Identification of potential drug targets in Salmonella Typhimurium using metabolic modelling and experimental validation

Hartman, H. B., Fell, D. A., Rossell, S., Jensen, P. R., Woodward, M. J., Thorndahl, L., Jelsbak, L., Olsen, J. E., Raghunathan, A., Daefler, S. and Poolman, M. G. (2014) Identification of potential drug targets in Salmonella Typhimurium using metabolic modelling and experimental validation. Microbiology, 160 (6). pp. 1252-1266. ISSN 1350-0872 doi: 10.1099/mic.0.076091-0

Abstract/Summary

almonella enterica serovar Typhimurium is an established model organism for Gram-negative, intracellular pathogens. Owing to the rapid spread of resistance to antibiotics among this group of pathogens, new approaches to identify suitable target proteins are required. Based on the genome sequence of Salmonella Typhimurium and associated databases, a genome-scale metabolic model was constructed. Output was based on an experimental determination of the biomass of Salmonella when growing in glucose minimal medium. Linear programming was used to simulate variations in energy demand, while growing in glucose minimal medium.
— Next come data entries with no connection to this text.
use femeta::alter::job::{JobState, JobType};
use femeta::alter::{AlterClause, AlterTableRequest};
use femeta::catalog::CreateTableRequest;
use femeta::catalog::schema::ColumnDef;
use femeta::catalog::table::TableState;
use femeta::catalog::types::ColumnType;
use femeta::cluster::ClusterServices;
use femeta::cluster::local::{LocalTxnManager, LocalWorkers};
use femeta::config::FeConfig;
use femeta::error::FeError;
use femeta::journal::MemoryJournal;
use femeta::query::ScanRequest;
use femeta::Frontend;
use std::sync::Arc;
use std::sync::atomic::{AtomicBool, Ordering};
use std::time::Duration;

struct Harness {
    fe: Frontend,
    workers: Arc<LocalWorkers>,
    txns: Arc<LocalTxnManager>,
}

fn harness_with(config: FeConfig) -> Harness {
    let workers = Arc::new(LocalWorkers::default());
    let txns = Arc::new(LocalTxnManager::default());
    let fe = Frontend::open_with_journal(
        config,
        Arc::new(MemoryJournal::new()),
        None,
        ClusterServices::new(workers.clone(), txns.clone()),
    )
    .expect("open");
    fe.create_database("db1").expect("db");
    fe.create_table(
        "db1",
        CreateTableRequest::olap("tbl1", vec![ColumnDef::key("k1", ColumnType::Int)]),
    )
    .expect("tbl1");
    Harness { fe, workers, txns }
}

fn harness() -> Harness {
    harness_with(FeConfig::for_tests())
}

fn add_k2() -> AlterTableRequest {
    AlterTableRequest::new(
        "db1",
        "tbl1",
        vec![AlterClause::AddColumn {
            column: ColumnDef::value("k2", ColumnType::Int).with_default("1"),
            position: None,
            rollup: None,
        }],
    )
}

fn tick_until_done(fe: &Frontend, job_id: u64, max_ticks: usize) -> JobState {
    for _ in 0..max_ticks {
        let state = fe.job_info(job_id).expect("info").state;
        if state.is_final_state() {
            return state;
        }
        fe.tick();
    }
    fe.job_info(job_id).expect("info").state
}

#[test]
fn add_column_publishes_new_base_schema() {
    let h = harness();
    let job_id = h.fe.process_alter_table(&add_k2()).expect("alter");
    let pending = h.fe.job_info(job_id).expect("info");
    assert_eq!(pending.state, JobState::Pending);
    assert_eq!(pending.job_type, JobType::SchemaChange);

    assert_eq!(tick_until_done(&h.fe, job_id, 10), JobState::Finished);

    let table = h.fe.catalog().table_snapshot("db1", "tbl1").expect("table");
    assert_eq!(table.state(), TableState::Normal);
    assert_eq!(table.base_schema().len(), 2);
    assert_eq!(table.index_name_by_id(table.base_index_id()), Some("tbl1"));
    assert_eq!(table.base_index_meta().schema_version, 1);

    let plan = h.fe.plan_query(&ScanRequest::table("db1", "tbl1")).expect("plan");
    assert_eq!(plan.index_name(), "tbl1");
    assert!(plan.children.is_empty());

    let info = h.fe.job_info(job_id).expect("info");
    assert!(info.finished_at_ms.is_some());
    assert_eq!(info.error_msg, None);
}

#[test]
fn second_alter_on_busy_table_is_rejected_without_a_job() {
    let h = harness();
    h.workers.hold();
    let first = h.fe.process_alter_table(&add_k2()).expect("alter");
    let err = h
        .fe
        .process_alter_table(&AlterTableRequest::new(
            "db1",
            "tbl1",
            vec![AlterClause::AddRollup {
                name: "r1".into(),
                columns: vec!["k1".into()],
            }],
        ))
        .expect_err("busy");
    assert!(matches!(err, FeError::ConcurrentModification { job_id, .. } if job_id == first));
    assert!(h.fe.get_alter_jobs(JobType::Rollup).is_empty());
    assert!(matches!(
        h.fe.drop_table("db1", "tbl1"),
        Err(FeError::ConcurrentModification { .. })
    ));
    assert!(matches!(
        h.fe.drop_database("db1"),
        Err(FeError::HasActiveJobs { .. })
    ));
}

#[test]
fn validation_errors_create_no_job() {
    let h = harness();
    let cases = [
        AlterTableRequest::new(
            "db1",
            "tbl1",
            vec![AlterClause::AddColumn {
                column: ColumnDef::value("k1", ColumnType::Int),
                position: None,
                rollup: None,
            }],
        ),
        AlterTableRequest::new(
            "db1",
            "nope",
            vec![AlterClause::DropColumn {
                name: "k1".into(),
                rollup: None,
            }],
        ),
        AlterTableRequest::new("nope", "tbl1", vec![]),
    ];
    for request in &cases {
        assert!(h.fe.process_alter_table(request).is_err());
    }
    assert!(h.fe.get_alter_jobs(JobType::SchemaChange).is_empty());
    assert_eq!(
        h.fe.catalog().table_snapshot("db1", "tbl1").expect("table").state(),
        TableState::Normal
    );
}

#[test]
fn cancel_while_running_releases_work_and_keeps_old_schema() {
    let h = harness();
    h.workers.hold();
    let job_id = h.fe.process_alter_table(&add_k2()).expect("alter");
    h.fe.tick();
    h.fe.tick();
    assert_eq!(h.fe.job_info(job_id).expect("info").state, JobState::Running);
    assert_eq!(h.workers.task_count(), 1);

    h.fe.cancel_alter_job(job_id, "user cancelled").expect("cancel");
    assert_eq!(h.fe.job_info(job_id).expect("info").state, JobState::Running);
    h.fe.tick();
    let info = h.fe.job_info(job_id).expect("info");
    assert_eq!(info.state, JobState::Cancelled);
    assert_eq!(info.error_msg.as_deref(), Some("user cancelled"));
    assert_eq!(h.workers.released().len(), 1);
    assert_eq!(h.workers.task_count(), 0);

    let table = h.fe.catalog().table_snapshot("db1", "tbl1").expect("table");
    assert_eq!(table.state(), TableState::Normal);
    assert_eq!(table.base_schema().len(), 1);
    assert_eq!(table.base_index_meta().schema_version, 0);

    assert!(matches!(
        h.fe.cancel_alter_job(job_id, "again"),
        Err(FeError::JobAlreadyFinal { .. })
    ));
    // The table accepts a new job once the cancelled one let go of it.
    h.workers.resume();
    let retry = h.fe.process_alter_table(&add_k2()).expect("alter again");
    assert_eq!(tick_until_done(&h.fe, retry, 10), JobState::Finished);
}

#[test]
fn open_transactions_hold_the_job_in_waiting_txn() {
    let h = harness();
    let db_id = h.fe.catalog().database("db1").expect("db").id();
    let txn = h.txns.begin(db_id);
    let job_id = h.fe.process_alter_table(&add_k2()).expect("alter");
    for _ in 0..5 {
        h.fe.tick();
    }
    let job = h.fe.alter().job(job_id).expect("job");
    assert_eq!(job.state, JobState::WaitingTxn);
    assert!(job.watershed_txn_id.is_some_and(|w| w > txn));
    assert_eq!(h.workers.dispatch_count(), 0);

    // Transactions begun after the watershed do not block the job.
    let later = h.txns.begin(db_id);
    assert!(h.txns.finish(txn));
    h.fe.tick();
    assert_eq!(h.fe.job_info(job_id).expect("info").state, JobState::Running);
    assert!(h.txns.finish(later));
    assert_eq!(tick_until_done(&h.fe, job_id, 5), JobState::Finished);
}

#[test]
fn transient_dispatch_failures_are_retried() {
    let h = harness();
    h.workers.fail_next_dispatches(2);
    let job_id = h.fe.process_alter_table(&add_k2()).expect("alter");
    assert_eq!(tick_until_done(&h.fe, job_id, 10), JobState::Finished);
    assert_eq!(
        h.fe.catalog().table_snapshot("db1", "tbl1").expect("table").base_schema().len(),
        2
    );
}

#[test]
fn persistent_task_failure_fails_the_job() {
    let h = harness_with(FeConfig {
        max_job_step_attempts: 3,
        ..FeConfig::for_tests()
    });
    h.workers.set_task_failure(Some("disk full"));
    let job_id = h.fe.process_alter_table(&add_k2()).expect("alter");
    assert_eq!(tick_until_done(&h.fe, job_id, 20), JobState::Failed);
    let info = h.fe.job_info(job_id).expect("info");
    let msg = info.error_msg.expect("failure reason");
    assert!(msg.starts_with("giving up after 3 attempts"), "{msg}");
    assert!(msg.contains("disk full"), "{msg}");
    let table = h.fe.catalog().table_snapshot("db1", "tbl1").expect("table");
    assert_eq!(table.state(), TableState::Normal);
    assert_eq!(table.base_schema().len(), 1);
}

#[test]
fn jobs_past_their_timeout_fail() {
    let h = harness_with(FeConfig {
        alter_job_timeout_ms: 1,
        ..FeConfig::for_tests()
    });
    h.workers.hold();
    let job_id = h.fe.process_alter_table(&add_k2()).expect("alter");
    std::thread::sleep(Duration::from_millis(5));
    h.fe.tick();
    let info = h.fe.job_info(job_id).expect("info");
    assert_eq!(info.state, JobState::Failed);
    assert_eq!(info.error_msg.as_deref(), Some("timeout"));
}

#[test]
fn rollup_job_adds_a_queryable_index() {
    let h = harness();
    h.fe.create_table(
        "db1",
        CreateTableRequest::olap(
            "sales",
            vec![
                ColumnDef::key("region", ColumnType::Varchar(32)),
                ColumnDef::key("day", ColumnType::Date),
                ColumnDef::value("amount", ColumnType::BigInt),
            ],
        ),
    )
    .expect("sales");
    let job_id = h
        .fe
        .process_alter_table(&AlterTableRequest::new(
            "db1",
            "sales",
            vec![AlterClause::AddRollup {
                name: "by_region".into(),
                columns: vec!["region".into(), "amount".into()],
            }],
        ))
        .expect("rollup");
    assert_eq!(tick_until_done(&h.fe, job_id, 10), JobState::Finished);

    let plan = h
        .fe
        .plan_query(&ScanRequest::table("db1", "sales").with_columns(&["region", "amount"]))
        .expect("plan");
    assert_eq!(plan.index_name(), "by_region");
    let full = h.fe.plan_query(&ScanRequest::table("db1", "sales")).expect("plan");
    assert_eq!(full.index_name(), "sales");

    h.fe.drop_rollup("db1", "sales", "by_region").expect("drop rollup");
    let plan = h
        .fe
        .plan_query(&ScanRequest::table("db1", "sales").with_columns(&["region", "amount"]))
        .expect("plan");
    assert_eq!(plan.index_name(), "sales");
}

#[test]
fn readers_see_either_the_old_or_the_new_schema() {
    let h = harness();
    h.workers.hold();
    let job_id = h.fe.process_alter_table(&add_k2()).expect("alter");
    h.fe.tick();
    h.fe.tick();
    let stop = AtomicBool::new(false);

    std::thread::scope(|s| {
        let readers: Vec<_> = (0..4)
            .map(|_| {
                s.spawn(|| {
                    let mut seen_new = false;
                    while !stop.load(Ordering::Acquire) {
                        let table = h.fe.catalog().table_snapshot("db1", "tbl1").expect("table");
                        let base = table.base_index_meta();
                        match (base.schema_version, base.columns.len()) {
                            (0, 1) => assert!(!seen_new, "schema went backwards"),
                            (1, 2) => seen_new = true,
                            other => panic!("half-published schema {other:?}"),
                        }
                    }
                })
            })
            .collect();

        h.workers.resume();
        assert_eq!(tick_until_done(&h.fe, job_id, 10), JobState::Finished);
        std::thread::sleep(Duration::from_millis(20));
        stop.store(true, Ordering::Release);
        for reader in readers {
            reader.join().expect("reader");
        }
    });
}

#[tokio::test(flavor = "multi_thread", worker_threads = 2)]
async fn background_scheduler_completes_jobs_on_many_tables() {
    let h = harness();
    let mut jobs = Vec::new();
    for i in 0..8 {
        let name = format!("t{i}");
        h.fe.create_table(
            "db1",
            CreateTableRequest::olap(&name, vec![ColumnDef::key("k1", ColumnType::Int)]),
        )
        .expect("table");
        jobs.push(
            h.fe
                .process_alter_table(&AlterTableRequest::new(
                    "db1",
                    &name,
                    vec![AlterClause::AddColumn {
                        column: ColumnDef::value("v1", ColumnType::Int),
                        position: None,
                        rollup: None,
                    }],
                ))
                .expect("alter"),
        );
    }
    h.fe.start_scheduler();
    for job_id in jobs {
        let job = h
            .fe
            .wait_for_job(job_id, Duration::from_secs(10))
            .await
            .expect("job settles");
        assert_eq!(job.state, JobState::Finished);
    }
    h.fe.shutdown().await.expect("shutdown");
}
By grouping reactions with similar flux responses, a sub-network of 34 reactions responding to this variation was identified (the catabolic core). This network was used to identify sets of one and two reactions, that when removed from the genome-scale model interfered with energy and biomass generation. 11 such sets were found to be essential for the production of biomass precursors. Experimental investigation of 7 of these showed that knock-outs of the associated genes resulted in attenuated growth for 4 pairs of reactions, while 3 single reactions were shown to be essential for growth.